AT LEAST HALF OF ALL WOMEN WILL DEVELOP a UTI in their lifetime, with 20-30% going on to experience a recurrence and a significant subset developing a chronic form of UTI.

DIAGNOSTIC TESTS FOR UTI HAVE BEEN WIDELY DISCREDITED in peer-reviewed publications for over 30 years, yet UK guidelines still recommend a positive test result before a UTI diagnosis is made.

CURRENT GUIDELINES FOR UTI ARE CAUSING SERIOUS CHRONIC DISEASE in an estimated 0.6% of the UK population whose infections remain undiagnosed because of heavy reliance on these discredited tests.

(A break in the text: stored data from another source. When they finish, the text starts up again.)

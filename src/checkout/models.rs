//! Checkout Models

/// Billing details sent with the order and to the payment gateway.
#[derive(Debug, Clone, Default, PartialEq, Eq)]
pub struct BillingDetails {
    pub first_name: String,
    pub last_name: String,
    pub email: String,
}

/// The signed-in user's profile, used to pre-fill billing details.
#[derive(Debug, Clone, Default, PartialEq, Eq)]
pub struct UserProfile {
    pub first_name: String,
    pub last_name: String,
    pub email: String,
}

impl From<&UserProfile> for BillingDetails {
    fn from(profile: &UserProfile) -> Self {
        Self {
            first_name: profile.first_name.clone(),
            last_name: profile.last_name.clone(),
            email: profile.email.clone(),
        }
    }
}

/// Checkout Phase
#[derive(Debug, Clone, Copy, Default, PartialEq, Eq)]
pub enum CheckoutPhase {
    /// No payment session is open.
    #[default]
    Idle,

    /// The payment session is being opened.
    Initializing,

    /// Waiting for the buyer to submit.
    AwaitingPayment,

    /// Payment and order finalisation are in flight.
    Submitting,

    /// The order went through.
    Succeeded,
}

/// Why the last checkout step failed.
#[derive(Debug, Clone, PartialEq, Eq)]
pub enum CheckoutFailure {
    /// The payment gateway declined or could not confirm the card.
    Payment(String),

    /// The backend rejected the request.
    Backend(String),
}

impl CheckoutFailure {
    pub fn message(&self) -> &str {
        match self {
            Self::Payment(message) | Self::Backend(message) => message,
        }
    }
}

/// Checkout Session
#[derive(Debug, Clone, PartialEq, Eq)]
pub struct CheckoutSession {
    pub billing: BillingDetails,

    /// Opaque payment-gateway session token.
    pub client_secret: Option<String>,

    /// False when the cart totals zero.
    pub payment_required: bool,

    pub phase: CheckoutPhase,

    /// Error from the last failed step, cleared when the next step starts.
    pub error: Option<CheckoutFailure>,
}

impl Default for CheckoutSession {
    fn default() -> Self {
        Self {
            billing: BillingDetails::default(),
            client_secret: None,
            payment_required: true,
            phase: CheckoutPhase::Idle,
            error: None,
        }
    }
}

impl CheckoutSession {
    /// Session for a new checkout, pre-filled from the user's profile.
    pub fn for_profile(profile: &UserProfile) -> Self {
        Self {
            billing: profile.into(),
            ..Self::default()
        }
    }

    /// Whether a request is outstanding.
    pub fn payment_in_progress(&self) -> bool {
        matches!(
            self.phase,
            CheckoutPhase::Initializing | CheckoutPhase::Submitting
        )
    }

    pub fn payment_success(&self) -> bool {
        self.phase == CheckoutPhase::Succeeded
    }

    /// Message of the last failed step.
    pub fn payment_error(&self) -> Option<&str> {
        self.error.as_ref().map(CheckoutFailure::message)
    }

    /// Whether the buyer can submit the order.
    pub fn can_submit(&self) -> bool {
        self.phase == CheckoutPhase::AwaitingPayment
    }
}
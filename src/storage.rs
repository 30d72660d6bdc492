//! Anonymous cart reference storage.
//!
//! Guests have no account to hang a cart on, so the id of the cart created for
//! them is kept client-side under a single well-known key.

use std::{
    collections::BTreeMap,
    fs, io,
    path::{Path, PathBuf},
    sync::{Mutex, PoisonError},
};

use mockall::automock;
use thiserror::Error;
use tracing::debug;

use crate::cart::CartId;

/// Key the anonymous cart id is stored under.
pub const ANONYMOUS_CART_KEY: &str = "cartId";

/// Anonymous cart store error variants.
#[derive(Debug, Error)]
pub enum StoreError {
    /// State file could not be read or written.
    #[error("failed to access cart state file {path}")]
    Io {
        path: PathBuf,
        #[source]
        source: io::Error,
    },

    /// State file holds something other than the expected JSON.
    #[error("cart state file {path} is corrupt")]
    Corrupt {
        path: PathBuf,
        #[source]
        source: serde_json::Error,
    },
}

#[automock]
pub trait AnonymousCartStore: Send + Sync {
    /// The stored anonymous cart id, if any.
    fn load(&self) -> Result<Option<CartId>, StoreError>;

    /// Remembers the anonymous cart id, replacing any previous one.
    fn save(&self, id: CartId) -> Result<(), StoreError>;

    /// Forgets the anonymous cart id. Clearing an empty store succeeds.
    fn clear(&self) -> Result<(), StoreError>;
}

/// Store kept in process memory; forgotten when the process exits.
#[derive(Debug, Default)]
pub struct MemoryCartStore {
    id: Mutex<Option<CartId>>,
}

impl MemoryCartStore {
    #[must_use]
    pub fn new() -> Self {
        Self::default()
    }

    /// Store pre-seeded with an anonymous cart id.
    #[must_use]
    pub fn with_id(id: CartId) -> Self {
        Self {
            id: Mutex::new(Some(id)),
        }
    }
}

impl AnonymousCartStore for MemoryCartStore {
    fn load(&self) -> Result<Option<CartId>, StoreError> {
        Ok(*self.id.lock().unwrap_or_else(PoisonError::into_inner))
    }

    fn save(&self, id: CartId) -> Result<(), StoreError> {
        *self.id.lock().unwrap_or_else(PoisonError::into_inner) = Some(id);

        Ok(())
    }

    fn clear(&self) -> Result<(), StoreError> {
        *self.id.lock().unwrap_or_else(PoisonError::into_inner) = None;

        Ok(())
    }
}

/// Store backed by a small JSON key/value file, e.g. `{"cartId": 12}`.
///
/// Keys other than [`ANONYMOUS_CART_KEY`] are preserved on write.
#[derive(Debug)]
pub struct FileCartStore {
    path: PathBuf,
}

type Entries = BTreeMap<String, serde_json::Value>;

impl FileCartStore {
    pub fn new(path: impl Into<PathBuf>) -> Self {
        Self { path: path.into() }
    }

    pub fn path(&self) -> &Path {
        &self.path
    }

    fn read_entries(&self) -> Result<Entries, StoreError> {
        let text = match fs::read_to_string(&self.path) {
            Ok(text) => text,
            Err(source) if source.kind() == io::ErrorKind::NotFound => return Ok(Entries::new()),
            Err(source) => return Err(self.io_error(source)),
        };

        if text.trim().is_empty() {
            return Ok(Entries::new());
        }

        serde_json::from_str(&text).map_err(|source| StoreError::Corrupt {
            path: self.path.clone(),
            source,
        })
    }

    fn write_entries(&self, entries: &Entries) -> Result<(), StoreError> {
        let text = serde_json::to_string_pretty(entries).map_err(|source| StoreError::Corrupt {
            path: self.path.clone(),
            source,
        })?;

        fs::write(&self.path, text).map_err(|source| self.io_error(source))
    }

    fn io_error(&self, source: io::Error) -> StoreError {
        StoreError::Io {
            path: self.path.clone(),
            source,
        }
    }
}

impl AnonymousCartStore for FileCartStore {
    fn load(&self) -> Result<Option<CartId>, StoreError> {
        let entries = self.read_entries()?;

        Ok(entries
            .get(ANONYMOUS_CART_KEY)
            .and_then(serde_json::Value::as_u64)
            .map(CartId::new))
    }

    fn save(&self, id: CartId) -> Result<(), StoreError> {
        let mut entries = self.read_entries()?;

        entries.insert(ANONYMOUS_CART_KEY.to_string(), id.get().into());

        debug!(cart = %id, path = %self.path.display(), "remembering anonymous cart");

        self.write_entries(&entries)
    }

    fn clear(&self) -> Result<(), StoreError> {
        let mut entries = self.read_entries()?;

        if entries.remove(ANONYMOUS_CART_KEY).is_none() {
            return Ok(());
        }

        debug!(path = %self.path.display(), "forgetting anonymous cart");

        self.write_entries(&entries)
    }
}
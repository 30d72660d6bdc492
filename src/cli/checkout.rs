use std::sync::Arc;

use clap::Args;
use soundcart::{
    checkout::{CheckoutController, CheckoutPhase, UnavailablePaymentGateway, UserProfile},
    config::ClientConfig,
};
use tracing::info;

use crate::cli::context::Context;

#[derive(Debug, Args)]
pub(crate) struct CheckoutArgs {
    /// Billing first name
    #[arg(long)]
    first_name: String,

    /// Billing last name
    #[arg(long)]
    last_name: String,

    /// Billing email address
    #[arg(long)]
    email: String,
}

/// Places the order. Carts that need a card payment are refused; free carts
/// complete without one.
pub(crate) async fn run(config: &ClientConfig, args: CheckoutArgs) -> Result<(), String> {
    let context = Context::open(config).await?;

    context.print_cart()?;

    let checkout = CheckoutController::new(
        Arc::clone(&context.cart),
        Arc::clone(&context.gateway),
        Arc::new(UnavailablePaymentGateway),
        Arc::clone(&context.notifier),
    );

    checkout.begin(&UserProfile {
        first_name: args.first_name,
        last_name: args.last_name,
        email: args.email,
    });

    checkout
        .initialize()
        .await
        .map_err(|error| format!("failed to start checkout: {error}"))?;

    if checkout.session().phase == CheckoutPhase::Idle {
        return Err("cart is empty or has not been saved yet".to_string());
    }

    if let Err(error) = checkout.checkout().await {
        let session = checkout.session();
        let reason = session
            .payment_error()
            .map_or_else(|| error.to_string(), str::to_string);

        return Err(format!("checkout failed: {reason}"));
    }

    info!("order placed");

    context.print_cart()
}
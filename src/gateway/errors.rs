//! Gateway errors.

use thiserror::Error;

/// Message shown to users when the backend gives no usable reason.
pub const GENERIC_FAILURE_MESSAGE: &str = "Something went wrong, please try again.";

/// Cart gateway error variants.
#[derive(Debug, Error)]
pub enum GatewayError {
    /// Cart was not found.
    #[error("cart not found")]
    NotFound,

    /// Backend answered with a non-success status.
    #[error("backend rejected the request with status {status}")]
    Rejected {
        /// HTTP status code.
        status: u16,

        /// Backend's own explanation, if it sent one.
        message: Option<String>,
    },

    /// No access token was configured for an authenticated request.
    #[error("authenticated request attempted without an access token")]
    MissingCredentials,

    /// Request could not be sent or its response could not be read.
    #[error("http error")]
    Http(#[from] reqwest::Error),
}

impl GatewayError {
    /// Text suitable for a user-facing notice: the backend's own message when it
    /// sent one, otherwise [`GENERIC_FAILURE_MESSAGE`].
    pub fn user_message(&self) -> String {
        match self {
            Self::Rejected {
                message: Some(message),
                ..
            } if !message.trim().is_empty() => message.clone(),
            Self::NotFound
            | Self::Rejected { .. }
            | Self::MissingCredentials
            | Self::Http(_) => GENERIC_FAILURE_MESSAGE.to_string(),
        }
    }

    /// Whether the addressed cart no longer exists on the backend.
    pub fn is_not_found(&self) -> bool {
        matches!(self, Self::NotFound)
    }
}
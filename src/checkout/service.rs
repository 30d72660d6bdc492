//! Checkout session controller.

use std::{
    fmt::{Debug, Formatter, Result as FmtResult},
    sync::{Arc, Mutex, PoisonError},
};

use tokio::sync::{Mutex as FlightLock, watch};
use tracing::{debug, error, info, warn};

use crate::{
    checkout::{
        errors::CheckoutError,
        models::{BillingDetails, CheckoutFailure, CheckoutPhase, CheckoutSession, UserProfile},
        payments::PaymentGateway,
    },
    gateway::{CartGateway, CheckoutRequest, Requestor},
    notices::{Notice, Notifier},
    sync::CartSync,
};

/// Notice shown once an order has gone through.
pub const ORDER_COMPLETE_MESSAGE: &str = "Thank you! Your order is complete.";

/// Drives a checkout for the cart held by a [`CartSync`].
pub struct CheckoutController {
    cart: Arc<CartSync>,
    gateway: Arc<dyn CartGateway>,
    payments: Arc<dyn PaymentGateway>,
    notifier: Arc<dyn Notifier>,
    session: Mutex<CheckoutSession>,
    flight: FlightLock<()>,
    events: watch::Sender<CheckoutSession>,
}

impl Debug for CheckoutController {
    fn fmt(&self, f: &mut Formatter<'_>) -> FmtResult {
        f.debug_struct("CheckoutController")
            .field("cart", &self.cart)
            .field("session", &self.session)
            .finish_non_exhaustive()
    }
}

impl CheckoutController {
    #[must_use]
    pub fn new(
        cart: Arc<CartSync>,
        gateway: Arc<dyn CartGateway>,
        payments: Arc<dyn PaymentGateway>,
        notifier: Arc<dyn Notifier>,
    ) -> Self {
        let (events, _) = watch::channel(CheckoutSession::default());

        Self {
            cart,
            gateway,
            payments,
            notifier,
            session: Mutex::new(CheckoutSession::default()),
            flight: FlightLock::new(()),
            events,
        }
    }

    /// Current session.
    pub fn session(&self) -> CheckoutSession {
        self.session
            .lock()
            .unwrap_or_else(PoisonError::into_inner)
            .clone()
    }

    /// Receives the session after every change.
    pub fn subscribe(&self) -> watch::Receiver<CheckoutSession> {
        self.events.subscribe()
    }

    /// Starts a fresh checkout with billing details taken from the user's profile.
    pub fn begin(&self, profile: &UserProfile) {
        self.update_session(|session| *session = CheckoutSession::for_profile(profile));
    }

    /// Replaces the billing details.
    pub fn set_billing(&self, billing: BillingDetails) {
        self.update_session(|session| session.billing = billing);
    }

    /// Opens a payment session for the cart.
    ///
    /// Does nothing while the cart is unsaved or empty.
    ///
    /// # Errors
    ///
    /// Returns an error when the backend refuses to open the session.
    pub async fn initialize(&self) -> Result<(), CheckoutError> {
        let _flight = self.flight.lock().await;

        let snapshot = self.cart.snapshot();

        if !snapshot.cart.is_persisted() || snapshot.cart.is_empty() {
            debug!(cart = %snapshot.cart.id(), "cart not ready for checkout");

            return Ok(());
        }

        self.update_session(|session| {
            session.phase = CheckoutPhase::Initializing;
            session.error = None;
        });

        let cart_id = snapshot.cart.id();
        let requestor = Requestor::from_authenticated(snapshot.authenticated);

        match self.gateway.initialize_checkout(cart_id, requestor).await {
            Ok(intent) => {
                info!(
                    cart = %cart_id,
                    payment_required = intent.payment_required,
                    "checkout initialized"
                );

                self.update_session(|session| {
                    session.client_secret = intent.client_secret;
                    session.payment_required = intent.payment_required;
                    session.phase = CheckoutPhase::AwaitingPayment;
                });

                Ok(())
            }
            Err(error) => {
                error!(cart = %cart_id, %error, "failed to initialize checkout");

                let message = error.user_message();

                self.update_session(|session| {
                    session.phase = CheckoutPhase::Idle;
                    session.error = Some(CheckoutFailure::Backend(message.clone()));
                });
                self.notifier.notify(Notice::error(message));

                Err(error.into())
            }
        }
    }

    /// Pays for the cart if needed and places the order.
    ///
    /// A declined card leaves the error on the session and allows another attempt.
    ///
    /// # Errors
    ///
    /// - [`CheckoutError::NotReady`]: no payment session is awaiting submission, or
    ///   the cart it was opened for has since been discarded.
    /// - [`CheckoutError::MissingClientSecret`]: payment is required but no session secret was issued.
    /// - [`CheckoutError::Payment`]: the payment gateway did not confirm the card.
    /// - [`CheckoutError::Gateway`]: the backend rejected the order.
    pub async fn checkout(&self) -> Result<(), CheckoutError> {
        let _flight = self.flight.lock().await;

        let session = self.session();

        if !session.can_submit() {
            return Err(CheckoutError::NotReady(session.phase));
        }

        let snapshot = self.cart.snapshot();

        if !snapshot.cart.is_persisted() {
            warn!("cart was discarded after checkout was initialized");

            self.update_session(|session| {
                session.phase = CheckoutPhase::Idle;
                session.client_secret = None;
            });

            return Err(CheckoutError::NotReady(CheckoutPhase::Idle));
        }

        self.update_session(|session| {
            session.phase = CheckoutPhase::Submitting;
            session.error = None;
        });

        let cart_id = snapshot.cart.id();
        let requestor = Requestor::from_authenticated(snapshot.authenticated);

        let payment_intent_id = if session.payment_required {
            Some(self.confirm_payment(&session).await?)
        } else {
            debug!(cart = %cart_id, "no payment required");

            None
        };

        let request = CheckoutRequest {
            first_name: session.billing.first_name,
            last_name: session.billing.last_name,
            email: session.billing.email,
            payment_intent_id,
        };

        if let Err(error) = self.gateway.checkout(cart_id, request, requestor).await {
            error!(cart = %cart_id, %error, "checkout rejected");

            let message = error.user_message();

            self.update_session(|session| {
                session.phase = CheckoutPhase::AwaitingPayment;
                session.error = Some(CheckoutFailure::Backend(message.clone()));
            });
            self.notifier.notify(Notice::error(message));

            return Err(error.into());
        }

        info!(cart = %cart_id, "order complete");

        if let Err(error) = self.cart.clear_after_checkout().await {
            warn!(cart = %cart_id, %error, "failed to forget purchased cart");
        }

        self.update_session(|session| {
            session.phase = CheckoutPhase::Succeeded;
            session.client_secret = None;
        });
        self.notifier.notify(Notice::success(ORDER_COMPLETE_MESSAGE));

        Ok(())
    }

    /// Confirms the card payment. Failures stay on the session without a notice.
    async fn confirm_payment(&self, session: &CheckoutSession) -> Result<String, CheckoutError> {
        let Some(client_secret) = session.client_secret.clone() else {
            warn!("payment required but no client secret was issued");

            self.return_to_payment(CheckoutFailure::Payment(
                CheckoutError::MissingClientSecret.to_string(),
            ));

            return Err(CheckoutError::MissingClientSecret);
        };

        match self
            .payments
            .confirm_card_payment(client_secret, session.billing.clone())
            .await
        {
            Ok(confirmation) => {
                debug!(payment_intent = %confirmation.payment_intent_id, "card payment confirmed");

                Ok(confirmation.payment_intent_id)
            }
            Err(error) => {
                warn!(%error, "card payment failed");

                self.return_to_payment(CheckoutFailure::Payment(error.message.clone()));

                Err(error.into())
            }
        }
    }

    fn return_to_payment(&self, failure: CheckoutFailure) {
        self.update_session(|session| {
            session.phase = CheckoutPhase::AwaitingPayment;
            session.error = Some(failure);
        });
    }

    fn update_session(&self, update: impl FnOnce(&mut CheckoutSession)) {
        let mut session = self.session.lock().unwrap_or_else(PoisonError::into_inner);

        update(&mut session);

        self.events.send_replace(session.clone());
    }
}
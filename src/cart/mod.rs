//! Carts

pub mod models;
pub mod records;
mod table;

pub use models::*;
pub use records::{CartPayload, CartRecord};
pub use table::write_cart_table;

UP TO 30% OF PATIENTS treated according to current guidelines will fail to respond to treatment. There are currently no guidelines on how to treat those who fail to respond, so the infection is left untreated. The various governance authorities continue to ignore peer-reviewed literature and insist these people be managed according to severely inadequate published guidelines.

DESPITE HAVING CLEAR SYMPTOMS OF UTI patients are routinely denied appropriate treatment as false faith is put in tests that are proven to be out-dated and severely inadequate.

PATIENTS ARE OFTEN MISDIAGNOSED with a ‘bladder syndrome’ in attempt to explain their continued UTI symptoms. It is estimated that 12 million people in the UK suffer a ‘bladder condition’ with around 500,000 diagnosed with interstitial cystitis/painful bladder syndrome (IC/PBS).

ONCE ESTABLISHED, CHRONIC UTI (cUTI) AND RECURRENT UTI (rUTI) CANNOT BE ERADICATED with short-term antibiotics. NICE recommends ‘the need for evidence-based guidance for recurrent UTIs’, but states ‘no source guidance is currently available’.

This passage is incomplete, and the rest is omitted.